_Brief:_ Read the data and repeat it in full, exactly.
══ Available data
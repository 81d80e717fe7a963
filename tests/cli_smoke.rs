//! Behavioural smoke tests for the CLI entrypoint.

use assert_cmd::Command;
use assert_cmd::cargo::cargo_bin_cmd;
use predicates::prelude::*;
use tempfile::TempDir;
use wiremock::matchers::{body_string_contains, method};
use wiremock::{Mock, MockServer, ResponseTemplate};

/// Returns a command isolated from the caller's configuration files and
/// `BOSUN_*` / `AWS_*` environment.
fn isolated_cmd(home: &TempDir) -> Command {
    let mut cmd = cargo_bin_cmd!("bosun");
    for (key, _) in std::env::vars() {
        if key.starts_with("BOSUN_") || key.starts_with("AWS_") || key == "RUST_LOG" {
            cmd.env_remove(key);
        }
    }
    cmd.current_dir(home.path())
        .env("HOME", home.path())
        .env("XDG_CONFIG_HOME", home.path().join(".config"));
    cmd
}

fn configured_cmd(home: &TempDir, server: &MockServer) -> Command {
    let mut cmd = isolated_cmd(home);
    cmd.env("BOSUN_IMAGE_ID", "ami-42")
        .env("BOSUN_KEYPAIR", "deploy")
        .env("BOSUN_OS_TAG", "ubuntu")
        .env("BOSUN_INSTANCE_ID", "i-abc")
        .env("AWS_ACCESS_KEY_ID", "AKIDEXAMPLE")
        .env("AWS_SECRET_ACCESS_KEY", "secret")
        .env("AWS_REGION", "us-east-1")
        .env("AWS_ENDPOINT", server.uri());
    cmd
}

fn home() -> TempDir {
    TempDir::new().unwrap_or_else(|err| panic!("temp dir: {err}"))
}

fn status_response(state: &str) -> ResponseTemplate {
    ResponseTemplate::new(200).set_body_string(format!(
        "<DescribeInstanceStatusResponse><instanceStatusSet><item>\
         <instanceId>i-abc</instanceId>\
         <instanceState><name>{state}</name></instanceState>\
         </item></instanceStatusSet></DescribeInstanceStatusResponse>"
    ))
}

#[test]
fn help_lists_the_subcommands() {
    let home = home();
    isolated_cmd(&home)
        .arg("--help")
        .assert()
        .success()
        .stdout(
            predicate::str::contains("up")
                .and(predicate::str::contains("down"))
                .and(predicate::str::contains("status")),
        );
}

#[test]
fn missing_subcommand_prints_usage() {
    let home = home();
    isolated_cmd(&home)
        .assert()
        .failure()
        .stderr(predicate::str::contains("Usage"));
}

#[test]
fn missing_configuration_fails_before_contacting_aws() {
    let home = home();
    isolated_cmd(&home)
        .arg("status")
        .assert()
        .failure()
        .stdout("")
        .stderr(predicate::str::contains(
            "missing machine image: set BOSUN_IMAGE_ID or add image_id to bosun.toml",
        ));
}

/// Writes `contents` as a configuration file outside the working directory
/// and returns a command pointing `BOSUN_CONFIG_PATH` at it.
fn file_configured_cmd(home: &TempDir, contents: &str) -> Command {
    let dir = home.path().join("etc");
    std::fs::create_dir_all(&dir).unwrap_or_else(|err| panic!("mkdir: {err}"));
    let path = dir.join("bosun.toml");
    std::fs::write(&path, contents).unwrap_or_else(|err| panic!("write config: {err}"));
    let mut cmd = isolated_cmd(home);
    cmd.env("BOSUN_CONFIG_PATH", &path);
    cmd
}

fn config_file(server: &MockServer) -> String {
    format!(
        "image_id = \"ami-42\"\n\
         keypair = \"deploy\"\n\
         os_tag = \"ubuntu\"\n\
         instance_id = \"i-abc\"\n\
         access_key_id = \"AKIDEXAMPLE\"\n\
         secret_access_key = \"secret\"\n\
         region = \"us-east-1\"\n\
         endpoint = \"{}\"\n\
         ssh_user = \"admin\"\n",
        server.uri()
    )
}

#[tokio::test(flavor = "multi_thread")]
async fn status_reads_every_setting_from_the_config_file() {
    let server = MockServer::start().await;
    Mock::given(method("POST"))
        .and(body_string_contains("Action=DescribeInstanceStatus"))
        .and(body_string_contains("InstanceId.1=i-abc"))
        .respond_with(status_response("stopped"))
        .expect(1)
        .mount(&server)
        .await;
    let home = home();

    file_configured_cmd(&home, &config_file(&server))
        .args(["status", "--json"])
        .assert()
        .success()
        .stdout("{\"instance_id\":\"i-abc\",\"status\":\"stopped\"}\n");
}

#[tokio::test(flavor = "multi_thread")]
async fn config_file_without_an_image_reports_how_to_set_it() {
    let server = MockServer::start().await;
    let home = home();
    let contents = config_file(&server).replace("image_id = \"ami-42\"\n", "");

    file_configured_cmd(&home, &contents)
        .arg("status")
        .assert()
        .failure()
        .stdout("")
        .stderr(predicate::str::contains(
            "missing machine image: set BOSUN_IMAGE_ID or add image_id to bosun.toml",
        ));
}

#[tokio::test(flavor = "multi_thread")]
async fn config_file_without_credentials_reports_how_to_set_them() {
    let server = MockServer::start().await;
    let home = home();
    let contents = config_file(&server).replace("access_key_id = \"AKIDEXAMPLE\"\n", "");

    file_configured_cmd(&home, &contents)
        .arg("status")
        .assert()
        .failure()
        .stderr(predicate::str::contains(
            "set AWS_ACCESS_KEY_ID or add access_key_id to bosun.toml",
        ));
}

#[tokio::test(flavor = "multi_thread")]
async fn config_file_ssh_settings_are_validated() {
    let server = MockServer::start().await;
    let home = home();
    let contents = config_file(&server).replace("ssh_user = \"admin\"", "ssh_user = \" \"");

    file_configured_cmd(&home, &contents)
        .arg("status")
        .assert()
        .failure()
        .stderr(predicate::str::contains(
            "missing ssh_user: set BOSUN_SSH_SSH_USER or add ssh_user to bosun.toml",
        ));
}

#[tokio::test(flavor = "multi_thread")]
async fn status_prints_json_for_the_configured_instance() {
    let server = MockServer::start().await;
    Mock::given(method("POST"))
        .and(body_string_contains("Action=DescribeInstanceStatus"))
        .and(body_string_contains("InstanceId.1=i-abc"))
        .respond_with(status_response("running"))
        .expect(1)
        .mount(&server)
        .await;
    let home = home();

    configured_cmd(&home, &server)
        .args(["status", "--json"])
        .assert()
        .success()
        .stdout("{\"instance_id\":\"i-abc\",\"status\":\"running\"}\n");
}

#[tokio::test(flavor = "multi_thread")]
async fn down_leaves_a_stopped_instance_alone() {
    let server = MockServer::start().await;
    Mock::given(method("POST"))
        .and(body_string_contains("Action=DescribeInstanceStatus"))
        .respond_with(status_response("stopped"))
        .mount(&server)
        .await;
    Mock::given(method("POST"))
        .and(body_string_contains("Action=StopInstances"))
        .respond_with(ResponseTemplate::new(200))
        .expect(0)
        .mount(&server)
        .await;
    let home = home();

    configured_cmd(&home, &server)
        .args(["--quiet", "down"])
        .assert()
        .success()
        .stdout("");
}

#[tokio::test(flavor = "multi_thread")]
async fn down_stops_a_running_instance_and_ignores_provider_errors() {
    let server = MockServer::start().await;
    Mock::given(method("POST"))
        .and(body_string_contains("Action=DescribeInstanceStatus"))
        .respond_with(status_response("running"))
        .mount(&server)
        .await;
    Mock::given(method("POST"))
        .and(body_string_contains("Action=StopInstances"))
        .respond_with(ResponseTemplate::new(500).set_body_string("boom"))
        .expect(1)
        .mount(&server)
        .await;
    let home = home();

    configured_cmd(&home, &server)
        .args(["--quiet", "down"])
        .assert()
        .success();
}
════
_Exercise response:_
repository 81d80e717fe7a963
filename tests/cli_smoke.rs
//! Behavioural smoke tests for the CLI entrypoint.

use assert_cmd::Command;
use assert_cmd::cargo::cargo_bin_cmd;
use predicates::prelude::*;
use tempfile::TempDir;
use wiremock::matchers::{body_string_contains, method};
use wiremock::{Mock, MockServer, ResponseTemplate};

/// Returns a command isolated from the caller's configuration files and
/// `BOSUN_*` / `AWS_*` environment.
fn isolated_cmd(home: &TempDir) -> Command {
    let mut cmd = cargo_bin_cmd!("bosun");
    for (key, _) in std::env::vars() {
        if key.starts_with("BOSUN_") || key.starts_with("AWS_") || key == "RUST_LOG" {
            cmd.env_remove(key);
        }
    }
    cmd.current_dir(home.path())
        .env("HOME", home.path())
        .env("XDG_CONFIG_HOME", home.path().join(".config"));
    cmd
}

fn configured_cmd(home: &TempDir, server: &MockServer) -> Command {
    let mut cmd = isolated_cmd(home);
    cmd.env("BOSUN_IMAGE_ID", "ami-42")
        .env("BOSUN_KEYPAIR", "deploy")
        .env("BOSUN_OS_TAG", "ubuntu")
        .env("BOSUN_INSTANCE_ID", "i-abc")
        .env("AWS_ACCESS_KEY_ID", "AKIDEXAMPLE")
        .env("AWS_SECRET_ACCESS_KEY", "secret")
        .env("AWS_REGION", "us-east-1")
        .env("AWS_ENDPOINT", server.uri());
    cmd
}

fn home() -> TempDir {
    TempDir::new().unwrap_or_else(|err| panic!("temp dir: {err}"))
}

fn status_response(state: &str) -> ResponseTemplate {
    ResponseTemplate::new(200).set_body_string(format!(
        "<DescribeInstanceStatusResponse><instanceStatusSet><item>\
         <instanceId>i-abc</instanceId>\
         <instanceState><name>{state}</name></instanceState>\
         </item></instanceStatusSet></DescribeInstanceStatusResponse>"
    ))
}

#[test]
fn help_lists_the_subcommands() {
    let home = home();
    isolated_cmd(&home)
        .arg("--help")
        .assert()
        .success()
        .stdout(
            predicate::str::contains("up")
                .and(predicate::str::contains("down"))
                .and(predicate::str::contains("status")),
        );
}

#[test]
fn missing_subcommand_prints_usage() {
    let home = home();
    isolated_cmd(&home)
        .assert()
        .failure()
        .stderr(predicate::str::contains("Usage"));
}

#[test]
fn missing_configuration_fails_before_contacting_aws() {
    let home = home();
    isolated_cmd(&home)
        .arg("status")
        .assert()
        .failure()
        .stdout("")
        .stderr(predicate::str::contains(
            "missing machine image: set BOSUN_IMAGE_ID or add image_id to bosun.toml",
        ));
}

/// Writes `contents` as a configuration file outside the working directory
/// and returns a command pointing `BOSUN_CONFIG_PATH` at it.
fn file_configured_cmd(home: &TempDir, contents: &str) -> Command {
    let dir = home.path().join("etc");
    std::fs::create_dir_all(&dir).unwrap_or_else(|err| panic!("mkdir: {err}"));
    let path = dir.join("bosun.toml");
    std::fs::write(&path, contents).unwrap_or_else(|err| panic!("write config: {err}"));
    let mut cmd = isolated_cmd(home);
    cmd.env("BOSUN_CONFIG_PATH", &path);
    cmd
}

fn config_file(server: &MockServer) -> String {
    format!(
        "image_id = \"ami-42\"\n\
         keypair = \"deploy\"\n\
         os_tag = \"ubuntu\"\n\
         instance_id = \"i-abc\"\n\
         access_key_id = \"AKIDEXAMPLE\"\n\
         secret_access_key = \"secret\"\n\
         region = \"us-east-1\"\n\
         endpoint = \"{}\"\n\
         ssh_user = \"admin\"\n",
        server.uri()
    )
}

#[tokio::test(flavor = "multi_thread")]
async fn status_reads_every_setting_from_the_config_file() {
    let server = MockServer::start().await;
    Mock::given(method("POST"))
        .and(body_string_contains("Action=DescribeInstanceStatus"))
        .and(body_string_contains("InstanceId.1=i-abc"))
        .respond_with(status_response("stopped"))
        .expect(1)
        .mount(&server)
        .await;
    let home = home();

    file_configured_cmd(&home, &config_file(&server))
        .args(["status", "--json"])
        .assert()
        .success()
        .stdout("{\"instance_id\":\"i-abc\",\"status\":\"stopped\"}\n");
}

#[tokio::test(flavor = "multi_thread")]
async fn config_file_without_an_image_reports_how_to_set_it() {
    let server = MockServer::start().await;
    let home = home();
    let contents = config_file(&server).replace("image_id = \"ami-42\"\n", "");

    file_configured_cmd(&home, &contents)
        .arg("status")
        .assert()
        .failure()
        .stdout("")
        .stderr(predicate::str::contains(
            "missing machine image: set BOSUN_IMAGE_ID or add image_id to bosun.toml",
        ));
}

#[tokio::test(flavor = "multi_thread")]
async fn config_file_without_credentials_reports_how_to_set_them() {
    let server = MockServer::start().await;
    let home = home();
    let contents = config_file(&server).replace("access_key_id = \"AKIDEXAMPLE\"\n", "");

    file_configured_cmd(&home, &contents)
        .arg("status")
        .assert()
        .failure()
        .stderr(predicate::str::contains(
            "set AWS_ACCESS_KEY_ID or add access_key_id to bosun.toml",
        ));
}

#[tokio::test(flavor = "multi_thread")]
async fn config_file_ssh_settings_are_validated() {
    let server = MockServer::start().await;
    let home = home();
    let contents = config_file(&server).replace("ssh_user = \"admin\"", "ssh_user = \" \"");

    file_configured_cmd(&home, &contents)
        .arg("status")
        .assert()
        .failure()
        .stderr(predicate::str::contains(
            "missing ssh_user: set BOSUN_SSH_SSH_USER or add ssh_user to bosun.toml",
        ));
}

#[tokio::test(flavor = "multi_thread")]
async fn status_prints_json_for_the_configured_instance() {
    let server = MockServer::start().await;
    Mock::given(method("POST"))
        .and(body_string_contains("Action=DescribeInstanceStatus"))
        .and(body_string_contains("InstanceId.1=i-abc"))
        .respond_with(status_response("running"))
        .expect(1)
        .mount(&server)
        .await;
    let home = home();

    configured_cmd(&home, &server)
        .args(["status", "--json"])
        .assert()
        .success()
        .stdout("{\"instance_id\":\"i-abc\",\"status\":\"running\"}\n");
}

#[tokio::test(flavor = "multi_thread")]
async fn down_leaves_a_stopped_instance_alone() {
    let server = MockServer::start().await;
    Mock::given(method("POST"))
        .and(body_string_contains("Action=DescribeInstanceStatus"))
        .respond_with(status_response("stopped"))
        .mount(&server)
        .await;
    Mock::given(method("POST"))
        .and(body_string_contains("Action=StopInstances"))
        .respond_with(ResponseTemplate::new(200))
        .expect(0)
        .mount(&server)
        .await;
    let home = home();

    configured_cmd(&home, &server)
        .args(["--quiet", "down"])
        .assert()
        .success()
        .stdout("");
}

#[tokio::test(flavor = "multi_thread")]
async fn down_stops_a_running_instance_and_ignores_provider_errors() {
    let server = MockServer::start().await;
    Mock::given(method("POST"))
        .and(body_string_contains("Action=DescribeInstanceStatus"))
        .respond_with(status_response("running"))
        .mount(&server)
        .await;
    Mock::given(method("POST"))
        .and(body_string_contains("Action=StopInstances"))
        .respond_with(ResponseTemplate::new(500).set_body_string("boom"))
        .expect(1)
        .mount(&server)
        .await;
    let home = home();

    configured_cmd(&home, &server)
        .args(["--quiet", "down"])
        .assert()
        .success();
}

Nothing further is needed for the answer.